Research shows, leading DSPM vendors focus on identifying broad categories such as PII, PHI, PCI, and generic “sensitive data,” using AI/ML classifiers optimized for enterprise use cases.
That design choice creates several structural limitations for defense contractors.
1. DSPM Solutions Are Built for Breadth, Not Precision
DSPM platforms are optimized to handle everything:
Privacy regulations
Cloud data governance
Insider threat detection
AI data exposure
Enterprise-wide risk scoring
CUI, by contrast, is narrow, contextual, and contractual. It is defined not just by content, but by:
Contract language
Distribution statements
Technical data formats
Program-specific markings
Regulatory obligations under NIST SP 800-171 and CMMC
General DSPM classifiers are not trained on these defense-specific signals. As a result, they frequently:
Miss CUI embedded in technical or legacy formats
Over-classify benign data
Generate noise that obscures what actually matters
The research confirms that even DSPM vendors claiming high accuracy rely primarily on internal testing and generalized datasets, not CUI-specific validation.
2. “One Platform for Everything” Creates False Confidence
A recurring theme in DSPM marketing is consolidation: one platform, one dashboard, one answer.
For defense contractors, this creates a false sense of assurance.
DSPM Solutions typically assume:
The organization already knows where sensitive data lives
Data repositories are modern and well-structured
Context can be inferred algorithmically
In reality, many defense contractors face:
Decades of legacy file shares
Email archives containing untracked CUI
Engineering data stored outside intended enclaves
Data sprawl driven by acquisitions and program turnover
This disconnect leads to what many assessors are now encountering: secure enclaves built around incomplete or incorrect assumptions. The result is under-protection of real CUI and over-scoping of systems that never needed to be in scope.
3. DSPM Solutions Do Not Align to Assessment Reality
DSPM platforms are built to inform security teams.CMMC assessments, however, are built around evidence.

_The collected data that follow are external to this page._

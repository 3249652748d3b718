use web_time::{Duration, Instant};

/// Longest step handed to the camera, so a stalled frame does not teleport
/// it.
const MAX_DT: f32 = 0.1;

/// How often the smoothed FPS is logged.
const REPORT_INTERVAL: Duration = Duration::from_secs(5);

/// Per-frame delta time with a smoothed FPS estimate.
pub struct FrameTiming {
    /// Last frame timestamp
    last_frame: Instant,
    /// Last time the FPS was logged
    last_report: Instant,
    /// Smoothed FPS using exponential moving average
    smoothed_fps: f32,
    /// Smoothing factor (lower = smoother, 0.0-1.0)
    smoothing: f32,
}

impl Default for FrameTiming {
    fn default() -> Self {
        Self::new()
    }
}

impl FrameTiming {
    /// Start timing from now.
    pub fn new() -> Self {
        let now = Instant::now();
        Self {
            last_frame: now,
            last_report: now,
            smoothed_fps: 60.0, // Start with reasonable default
            smoothing: 0.05,
        }
    }

    /// Call once per frame. Returns the seconds since the previous call,
    /// capped at [`MAX_DT`].
    pub fn tick(&mut self) -> f32 {
        let now = Instant::now();
        let frame_time = now.duration_since(self.last_frame).as_secs_f32();
        self.last_frame = now;

        if frame_time > 0.0 {
            let instant_fps = 1.0 / frame_time;
            self.smoothed_fps = self.smoothed_fps * (1.0 - self.smoothing)
                + instant_fps * self.smoothing;
        }

        if now.duration_since(self.last_report) >= REPORT_INTERVAL {
            log::debug!("{:.1} fps", self.smoothed_fps);
            self.last_report = now;
        }

        frame_time.min(MAX_DT)
    }

    /// Get the current FPS (smoothed)
    pub fn fps(&self) -> f32 {
        self.smoothed_fps
    }
}

#[cfg(test)]
mod tests {
    use super::*;

    #[test]
    fn tick_is_capped() {
        let mut timing = FrameTiming::new();
        timing.last_frame -= Duration::from_secs(2);
        let dt = timing.tick();
        assert_eq!(dt, MAX_DT);
        let dt = timing.tick();
        assert!((0.0..MAX_DT).contains(&dt));
    }

    #[test]
    fn fps_moves_toward_frame_rate() {
        let mut timing = FrameTiming::new();
        timing.last_frame -= Duration::from_millis(100);
        let _ = timing.tick();
        assert!(timing.fps() < 60.0);
    }
}
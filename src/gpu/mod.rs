//! GPU resource management utilities.
//!
//! Provides wgpu device/surface initialization, growable buffers, and the
//! depth attachment.

/// Growable GPU buffers with full-replace writes.
pub mod dynamic_buffer;
/// wgpu device, surface, and queue initialization.
pub mod render_context;
/// Depth attachment texture.
pub mod texture;
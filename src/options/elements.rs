use std::collections::BTreeMap;

use serde::{Deserialize, Serialize};

use crate::{
    chem::{
        element_table::{FALLBACK_COLOR, FALLBACK_RADIUS},
        normalize_symbol, ElementStyle, ElementTable,
    },
    error::MolsphereError,
};

/// Radius and color for one element symbol.
#[derive(Debug, Clone, Copy, Serialize, Deserialize, PartialEq)]
pub struct ElementOverride {
    /// Van der Waals radius in angstroms.
    pub radius: f32,
    /// Linear RGB in `[0, 1]`.
    pub color: [f32; 3],
}

#[derive(Debug, Clone, Serialize, Deserialize, PartialEq)]
#[serde(default)]
/// Element styling layered on top of the built-in CPK table.
///
/// ```toml
/// [elements]
/// radius_scale = 0.5
///
/// [elements.overrides.FE]
/// radius = 2.0
/// color = [0.9, 0.4, 0.1]
/// ```
pub struct ElementOptions {
    /// Scene units per angstrom, applied to every radius.
    pub radius_scale: f32,
    /// Radius used for symbols missing from the table.
    pub fallback_radius: f32,
    /// Color used for symbols missing from the table.
    pub fallback_color: [f32; 3],
    /// Per-symbol replacements or additions. Keys are normalized.
    pub overrides: BTreeMap<String, ElementOverride>,
}

impl Default for ElementOptions {
    fn default() -> Self {
        Self {
            radius_scale: 1.0,
            fallback_radius: FALLBACK_RADIUS,
            fallback_color: FALLBACK_COLOR.to_array(),
            overrides: BTreeMap::new(),
        }
    }
}

fn check_radius(what: &str, radius: f32) -> Result<(), MolsphereError> {
    if radius.is_finite() && radius > 0.0 {
        Ok(())
    } else {
        Err(MolsphereError::OptionsParse(format!(
            "{what}: radius must be positive, got {radius}"
        )))
    }
}

fn check_color(what: &str, color: [f32; 3]) -> Result<(), MolsphereError> {
    if color.iter().all(|c| (0.0..=1.0).contains(c)) {
        Ok(())
    } else {
        Err(MolsphereError::OptionsParse(format!(
            "{what}: color components must be in [0, 1], got {color:?}"
        )))
    }
}

impl ElementOptions {
    /// Build the lookup table: CPK entries, then overrides, fallback and
    /// scale.
    ///
    /// # Errors
    ///
    /// [`MolsphereError::OptionsParse`] for a non-positive radius or scale,
    /// a color component outside `[0, 1]`, or a blank override symbol.
    pub fn build_table(&self) -> Result<ElementTable, MolsphereError> {
        check_radius("elements.radius_scale", self.radius_scale)?;
        check_radius("elements.fallback_radius", self.fallback_radius)?;
        check_color("elements.fallback_color", self.fallback_color)?;

        let mut table = ElementTable::cpk()
            .with_fallback(ElementStyle::new(
                self.fallback_radius,
                self.fallback_color,
            ))
            .with_radius_scale(self.radius_scale);

        for (raw, style) in &self.overrides {
            let symbol = normalize_symbol(raw);
            if symbol.is_empty() {
                return Err(MolsphereError::OptionsParse(
                    "elements.overrides: blank element symbol".into(),
                ));
            }
            let what = format!("elements.overrides.{symbol}");
            check_radius(&what, style.radius)?;
            check_color(&what, style.color)?;
            table = table.with_element(
                symbol,
                ElementStyle::new(style.radius, style.color),
            );
        }

        log::debug!(
            "element table: {} entries, {} overrides, scale {}",
            table.len(),
            self.overrides.len(),
            table.radius_scale()
        );
        Ok(table)
    }
}
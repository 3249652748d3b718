//! Atom records and their conversion into sphere instances.

use glam::Vec3;

use super::element_table::ElementTable;

/// One atom as read from a structure file.
#[derive(Debug, Clone, PartialEq)]
pub struct Atom {
    /// Normalized element symbol (e.g. `"C"`, `"NA"`).
    pub element: String,
    /// Position in model space.
    pub position: Vec3,
}

impl Atom {
    /// Atom with the given symbol and position.
    pub fn new(element: impl Into<String>, position: Vec3) -> Self {
        Self {
            element: element.into(),
            position,
        }
    }
}

/// Renderable description of one sphere.
#[derive(Debug, Clone, Copy, PartialEq)]
pub struct InstanceDescriptor {
    /// Sphere center.
    pub position: Vec3,
    /// Sphere radius in scene units.
    pub radius: f32,
    /// RGB color.
    pub color: Vec3,
}

impl InstanceDescriptor {
    /// Instance from its three attributes.
    #[must_use]
    pub const fn new(position: Vec3, radius: f32, color: Vec3) -> Self {
        Self {
            position,
            radius,
            color,
        }
    }
}

/// Maps atoms to [`InstanceDescriptor`]s through an injected [`ElementTable`].
#[derive(Debug, Clone, Default)]
pub struct InstanceBuilder {
    table: ElementTable,
}

impl InstanceBuilder {
    /// Builder backed by `table`.
    #[must_use]
    pub fn new(table: ElementTable) -> Self {
        Self { table }
    }

    /// Instance for a single atom. Position passes through untouched.
    #[must_use]
    pub fn build(&self, atom: &Atom) -> InstanceDescriptor {
        let style = self.table.style_of(&atom.element);
        InstanceDescriptor {
            position: atom.position,
            radius: style.radius,
            color: style.color,
        }
    }

    /// Instances for every atom, in input order.
    #[must_use]
    pub fn build_all(&self, atoms: &[Atom]) -> Vec<InstanceDescriptor> {
        atoms.iter().map(|atom| self.build(atom)).collect()
    }
}
use std::collections::HashMap;

use serde::{Deserialize, Serialize};

use crate::input::KeyAction;

#[derive(Debug, Clone, Serialize, Deserialize, PartialEq, Eq)]
#[serde(default)]
/// Configurable keyboard bindings mapping actions to key codes.
///
/// Key strings use the `winit::keyboard::KeyCode` debug format
/// (`"KeyW"`, `"Space"`, `"Escape"`).
pub struct KeybindingOptions {
    /// Maps action → key string (e.g. `MoveForward` → `"KeyW"`).
    pub bindings: HashMap<KeyAction, String>,
    /// Reverse lookup cache (key string → action). Rebuilt on load.
    #[serde(skip)]
    key_to_action: HashMap<String, KeyAction>,
}

impl Default for KeybindingOptions {
    fn default() -> Self {
        let bindings = HashMap::from([
            (KeyAction::MoveForward, "KeyW".into()),
            (KeyAction::MoveBack, "KeyS".into()),
            (KeyAction::MoveLeft, "KeyA".into()),
            (KeyAction::MoveRight, "KeyD".into()),
            (KeyAction::MoveUp, "Space".into()),
            (KeyAction::MoveDown, "ShiftLeft".into()),
            (KeyAction::ResetCamera, "KeyR".into()),
            (KeyAction::Quit, "Escape".into()),
        ]);

        let mut opts = Self {
            bindings,
            key_to_action: HashMap::new(),
        };
        opts.rebuild_reverse_map();
        opts
    }
}

impl KeybindingOptions {
    /// Rebuild the reverse lookup map (key string → action).
    pub fn rebuild_reverse_map(&mut self) {
        self.key_to_action.clear();
        for (action, key) in &self.bindings {
            let _ = self.key_to_action.insert(key.clone(), *action);
        }
    }

    /// Look up the action for a key string.
    #[must_use]
    pub fn lookup(&self, key: &str) -> Option<KeyAction> {
        self.key_to_action.get(key).copied()
    }
}
use glam::{Vec2, Vec3};

use crate::{
    camera::core::{Camera, CameraUniform},
    chem::InstanceDescriptor,
    input::KeyAction,
    options::CameraOptions,
};

/// Pitch stays short of straight up/down so `look_at` keeps a valid up.
const MAX_PITCH: f32 = 1.553_343; // 89 degrees
const MIN_SPEED: f32 = 0.1;
const MAX_SPEED: f32 = 1000.0;

/// Movement keys currently held.
#[derive(Debug, Clone, Copy, Default, PartialEq, Eq)]
pub struct MovementState {
    /// Along the view direction.
    pub forward: bool,
    /// Against the view direction.
    pub back: bool,
    /// Strafe left.
    pub left: bool,
    /// Strafe right.
    pub right: bool,
    /// World up.
    pub up: bool,
    /// World down.
    pub down: bool,
}

impl MovementState {
    /// Record a press/release of a movement action.
    ///
    /// Returns `false` for actions that are not movement.
    pub fn apply(&mut self, action: KeyAction, pressed: bool) -> bool {
        let flag = match action {
            KeyAction::MoveForward => &mut self.forward,
            KeyAction::MoveBack => &mut self.back,
            KeyAction::MoveLeft => &mut self.left,
            KeyAction::MoveRight => &mut self.right,
            KeyAction::MoveUp => &mut self.up,
            KeyAction::MoveDown => &mut self.down,
            _ => return false,
        };
        *flag = pressed;
        true
    }

    /// Whether any movement key is held.
    pub fn is_moving(&self) -> bool {
        self.forward
            || self.back
            || self.left
            || self.right
            || self.up
            || self.down
    }
}

fn axis(positive: bool, negative: bool) -> f32 {
    f32::from(u8::from(positive)) - f32::from(u8::from(negative))
}

/// Free-fly camera: WASD-style translation plus yaw/pitch mouse look.
pub struct FlyCamera {
    /// Camera derived from position/yaw/pitch after every change.
    pub camera: Camera,
    position: Vec3,
    yaw: f32,
    pitch: f32,
    move_speed: f32,
    look_sensitivity: f32,
    speed_step: f32,
    home: (Vec3, f32, f32),
}

impl FlyCamera {
    /// Camera at `position` looking down -Z.
    pub fn new(options: &CameraOptions, position: Vec3, aspect: f32) -> Self {
        let yaw = -90.0_f32.to_radians();
        let mut fly = Self {
            camera: Camera {
                eye: position,
                target: position - Vec3::Z,
                up: Vec3::Y,
                aspect,
                fovy: options.fovy,
                znear: options.znear,
                zfar: options.zfar,
            },
            position,
            yaw,
            pitch: 0.0,
            move_speed: options.move_speed,
            look_sensitivity: options.look_sensitivity,
            speed_step: options.speed_step,
            home: (position, yaw, 0.0),
        };
        fly.update_camera();
        fly
    }

    /// Unit view direction.
    pub fn forward(&self) -> Vec3 {
        Vec3::new(
            self.yaw.cos() * self.pitch.cos(),
            self.pitch.sin(),
            self.yaw.sin() * self.pitch.cos(),
        )
    }

    /// Unit strafe direction.
    pub fn right(&self) -> Vec3 {
        self.forward().cross(Vec3::Y).normalize_or_zero()
    }

    /// Eye position.
    pub fn position(&self) -> Vec3 {
        self.position
    }

    /// Pitch in radians.
    pub fn pitch(&self) -> f32 {
        self.pitch
    }

    /// World units per second.
    pub fn move_speed(&self) -> f32 {
        self.move_speed
    }

    fn update_camera(&mut self) {
        self.camera.eye = self.position;
        self.camera.target = self.position + self.forward();
        self.camera.up = Vec3::Y;
    }

    /// Integrate held movement keys over `dt` seconds.
    pub fn step(&mut self, dt: f32, movement: &MovementState) {
        let direction = self.forward()
            * axis(movement.forward, movement.back)
            + self.right() * axis(movement.right, movement.left)
            + Vec3::Y * axis(movement.up, movement.down);

        if let Some(direction) = direction.try_normalize() {
            self.position += direction * self.move_speed * dt;
            self.update_camera();
        }
    }

    /// Turn by a mouse delta in pixels.
    pub fn look(&mut self, delta: Vec2) {
        let scale = self.look_sensitivity.to_radians();
        self.yaw += delta.x * scale;
        self.pitch =
            (self.pitch - delta.y * scale).clamp(-MAX_PITCH, MAX_PITCH);
        self.update_camera();
    }

    /// Multiply the movement speed by `speed_step` per wheel notch.
    pub fn adjust_speed(&mut self, notches: f32) {
        self.move_speed = (self.move_speed * self.speed_step.powf(notches))
            .clamp(MIN_SPEED, MAX_SPEED);
    }

    /// Place the camera so every instance is in view, and make that the
    /// reset position.
    pub fn frame_instances(&mut self, instances: &[InstanceDescriptor]) {
        let Some((center, radius)) = bounding_sphere(instances) else {
            return;
        };

        // Set distance to fit the bounding sphere in view, with padding.
        let fovy_rad = self.camera.fovy.to_radians();
        let distance = radius / (fovy_rad / 2.0).tan() * 1.5;

        self.position = center + Vec3::Z * distance;
        self.yaw = -90.0_f32.to_radians();
        self.pitch = 0.0;
        self.camera.zfar = self.camera.zfar.max((distance + radius) * 2.0);
        self.home = (self.position, self.yaw, self.pitch);
        self.update_camera();
    }

    /// Return to the framed (or initial) viewpoint.
    pub fn reset(&mut self) {
        (self.position, self.yaw, self.pitch) = self.home;
        self.update_camera();
    }

    /// Viewport size changed.
    pub fn resize(&mut self, width: u32, height: u32) {
        if height > 0 {
            self.camera.aspect = width as f32 / height as f32;
        }
    }

    /// Copy the current view into `uniform`.
    pub fn write_uniform(&self, uniform: &mut CameraUniform) {
        uniform.update_view_proj(&self.camera);
    }
}

/// Centroid and enclosing radius (sphere radii included) of `instances`.
#[must_use]
pub fn bounding_sphere(
    instances: &[InstanceDescriptor],
) -> Option<(Vec3, f32)> {
    if instances.is_empty() {
        return None;
    }
    let centroid = instances.iter().map(|i| i.position).sum::<Vec3>()
        / instances.len() as f32;
    let radius = instances
        .iter()
        .map(|i| (i.position - centroid).length() + i.radius)
        .fold(0.0_f32, f32::max);
    Some((centroid, radius))
}
//! Shared utilities.

/// Per-frame delta time and smoothed FPS.
pub mod frame_timing;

Assessors are not looking for dashboards or abstract risk scores. They expect:
A defensible CUI inventory
Clear mapping between data, systems, and controls
Repeatable discovery methodology
Artifacts that support scoping decisions
Most DSPM Solutions were never designed with these assessment workflows in mind. As the research highlights, even leading platforms focus on detection and analytics, not assessor-ready outputs.

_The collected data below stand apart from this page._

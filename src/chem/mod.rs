//! Chemistry-side data: element styles, atoms, and structure-file input.
//!
//! Everything here is CPU-only and independent of the GPU backend.

/// Atom records and the atom → sphere instance builder.
pub mod atom;
/// Element symbol → radius/color lookup with fallbacks.
pub mod element_table;
/// PDB `ATOM`/`HETATM` column parser.
pub mod pdb;

pub use atom::{Atom, InstanceBuilder, InstanceDescriptor};
pub use element_table::{normalize_symbol, ElementStyle, ElementTable};
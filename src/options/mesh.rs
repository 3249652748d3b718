use serde::{Deserialize, Serialize};

use crate::mesh::sphere::{DEFAULT_SECTORS, DEFAULT_STACKS};

#[derive(Debug, Clone, Serialize, Deserialize, PartialEq, Eq)]
#[serde(default)]
/// Sphere tessellation.
pub struct MeshOptions {
    /// Longitude subdivisions.
    pub sector_count: u32,
    /// Latitude subdivisions.
    pub stack_count: u32,
}

impl Default for MeshOptions {
    fn default() -> Self {
        Self {
            sector_count: DEFAULT_SECTORS,
            stack_count: DEFAULT_STACKS,
        }
    }
}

This leaves contractors doing manual translation work — exporting findings, reconciling discrepancies, and explaining gaps that the tool itself cannot resolve.

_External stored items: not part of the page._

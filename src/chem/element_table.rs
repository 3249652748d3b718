//! Element symbol → display radius and color.
//!
//! Radii are van der Waals radii in angstroms (Bondi, with common
//! extensions for ions and metals). Colors follow the RasMol CPK scheme.
//! Keys are uppercase symbols as produced by [`normalize_symbol`]; the
//! table itself never normalizes.

use glam::Vec3;
use rustc_hash::FxHashMap;

/// Radius used for symbols missing from the table, in angstroms.
pub const FALLBACK_RADIUS: f32 = 1.5;

/// Color used for symbols missing from the table.
pub const FALLBACK_COLOR: Vec3 = Vec3::ONE;

/// Visual properties of one element.
#[derive(Debug, Clone, Copy, PartialEq)]
pub struct ElementStyle {
    /// Sphere radius in angstroms (before `radius_scale`).
    pub radius: f32,
    /// RGB color, components in `[0, 1]`.
    pub color: Vec3,
}

impl ElementStyle {
    /// Style from a radius and an RGB triple.
    #[must_use]
    pub const fn new(radius: f32, color: [f32; 3]) -> Self {
        Self {
            radius,
            color: Vec3::new(color[0], color[1], color[2]),
        }
    }
}

impl Default for ElementStyle {
    fn default() -> Self {
        Self {
            radius: FALLBACK_RADIUS,
            color: FALLBACK_COLOR,
        }
    }
}

/// Built-in vdW radii and CPK colors.
const CPK_ELEMENTS: &[(&str, f32, [f32; 3])] = &[
    ("H", 1.20, [1.000, 1.000, 1.000]),
    ("HE", 1.40, [1.000, 0.753, 0.796]),
    ("LI", 1.82, [0.698, 0.133, 0.133]),
    ("B", 1.92, [0.000, 1.000, 0.000]),
    ("C", 1.70, [0.784, 0.784, 0.784]),
    ("N", 1.55, [0.561, 0.561, 1.000]),
    ("O", 1.52, [0.941, 0.000, 0.000]),
    ("F", 1.47, [0.855, 0.647, 0.125]),
    ("NA", 2.27, [0.000, 0.000, 1.000]),
    ("MG", 1.73, [0.133, 0.545, 0.133]),
    ("AL", 1.84, [0.502, 0.502, 0.565]),
    ("SI", 2.10, [0.855, 0.647, 0.125]),
    ("P", 1.80, [1.000, 0.647, 0.000]),
    ("S", 1.80, [1.000, 0.784, 0.196]),
    ("CL", 1.75, [0.000, 1.000, 0.000]),
    ("K", 2.75, [1.000, 0.078, 0.576]),
    ("CA", 2.31, [0.502, 0.502, 0.565]),
    ("MN", 2.05, [0.502, 0.502, 0.565]),
    ("FE", 2.04, [1.000, 0.647, 0.000]),
    ("CO", 2.00, [1.000, 0.078, 0.576]),
    ("NI", 1.63, [0.647, 0.165, 0.165]),
    ("CU", 1.40, [0.647, 0.165, 0.165]),
    ("ZN", 1.39, [0.647, 0.165, 0.165]),
    ("SE", 1.90, [1.000, 0.631, 0.000]),
    ("BR", 1.85, [0.647, 0.165, 0.165]),
    ("I", 1.98, [0.627, 0.125, 0.941]),
];

/// Read-only lookup from element symbol to [`ElementStyle`].
///
/// Built once with the consuming `with_*` methods, then shared by reference.
/// Lookups are total: unknown symbols (including `""`) resolve to the
/// fallback style. `radius_scale` converts angstroms to scene units and is
/// applied to table entries and the fallback alike.
#[derive(Debug, Clone)]
pub struct ElementTable {
    entries: FxHashMap<String, ElementStyle>,
    fallback: ElementStyle,
    radius_scale: f32,
}

impl ElementTable {
    /// A table with no entries, white 1.5 Å fallback and unit scale.
    #[must_use]
    pub fn empty() -> Self {
        Self {
            entries: FxHashMap::default(),
            fallback: ElementStyle::default(),
            radius_scale: 1.0,
        }
    }

    /// The built-in CPK table.
    #[must_use]
    pub fn cpk() -> Self {
        CPK_ELEMENTS
            .iter()
            .fold(Self::empty(), |table, &(symbol, radius, color)| {
                table.with_element(symbol, ElementStyle::new(radius, color))
            })
    }

    /// Add or replace the style for `symbol`.
    #[must_use]
    pub fn with_element(
        mut self,
        symbol: impl Into<String>,
        style: ElementStyle,
    ) -> Self {
        let _ = self.entries.insert(symbol.into(), style);
        self
    }

    /// Replace the style returned for unknown symbols.
    #[must_use]
    pub fn with_fallback(mut self, style: ElementStyle) -> Self {
        self.fallback = style;
        self
    }

    /// Set the angstrom → scene-unit factor applied to every radius.
    #[must_use]
    pub fn with_radius_scale(mut self, scale: f32) -> Self {
        self.radius_scale = scale;
        self
    }

    /// Scaled radius for `symbol`.
    #[must_use]
    pub fn radius_of(&self, symbol: &str) -> f32 {
        self.style_of(symbol).radius
    }

    /// Color for `symbol`.
    #[must_use]
    pub fn color_of(&self, symbol: &str) -> Vec3 {
        self.style_of(symbol).color
    }

    /// Style for `symbol` with the radius already scaled.
    #[must_use]
    pub fn style_of(&self, symbol: &str) -> ElementStyle {
        let style = self.entries.get(symbol).unwrap_or(&self.fallback);
        ElementStyle {
            radius: style.radius * self.radius_scale,
            color: style.color,
        }
    }

    /// Whether `symbol` has its own entry.
    #[must_use]
    pub fn contains(&self, symbol: &str) -> bool {
        self.entries.contains_key(symbol)
    }

    /// Number of explicit entries.
    #[must_use]
    pub fn len(&self) -> usize {
        self.entries.len()
    }

    /// Whether the table has no explicit entries.
    #[must_use]
    pub fn is_empty(&self) -> bool {
        self.entries.is_empty()
    }

    /// The current angstrom → scene-unit factor.
    #[must_use]
    pub fn radius_scale(&self) -> f32 {
        self.radius_scale
    }
}

impl Default for ElementTable {
    fn default() -> Self {
        Self::cpk()
    }
}

/// Canonical table key for a raw symbol: whitespace trimmed, uppercased.
#[must_use]
pub fn normalize_symbol(raw: &str) -> String {
    raw.trim().to_ascii_uppercase()
}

Why Purpose-Built Beats All-Purpose for the DIB
Defense contractors do not need DSPM Solutions that attempt to solve every data problem everywhere. They need solutions that solve one critical problem exceptionally well:
Knowing exactly where CUI exists — and being able to prove it.
That is where purpose-built platforms like Teramis fundamentally differ.
Precision Over Platform Sprawl
Teramis is not designed to classify every form of sensitive data. It is engineered specifically to identify, validate, and inventory CUI across:
Legacy repositories
Email and archives
Engineering and technical data
File shares and cloud storage
By focusing exclusively on CUI, a purpose-built approach avoids the noise and ambiguity inherent in general DSPM Solutions.
Designed for Compliance, Not Just Detection
Purpose-built means alignment with:
NIST SP 800-171 requirements
CMMC scoping and assessment workflows
DFARS incident response expectations
Rather than forcing security teams to adapt enterprise DSPM outputs to compliance needs, Teramis produces results that are immediately usable in readiness reviews and assessments.
Lower Risk, Faster Clarity
All-purpose DSPM Solutions are powerful — but power without precision creates risk. In a compliance-driven environment, missing even a small amount of CUI can have outsized consequences.
A focused solution reduces that risk by:
Eliminating unnecessary complexity
Reducing false positives
Making data ownership and scope explicit
Supporting defensible decisions
The Safer Choice for Defense Contractors
The research makes one conclusion unavoidable: DSPM Solutions optimized for “everyone” are structurally misaligned with the Defense Industrial Base.
That does not make them bad tools.
It makes them the wrong tool for a highly specific mission.
As CMMC enforcement becomes operational and data-driven assessments replace paper compliance, defense contractors will increasingly be judged not on intent, but on evidence. In that environment, purpose-built CUI discovery is not a nice-to-have — it is foundational.
General DSPM Solutions may promise visibility everywhere. Teramis delivers certainty where it actually matters.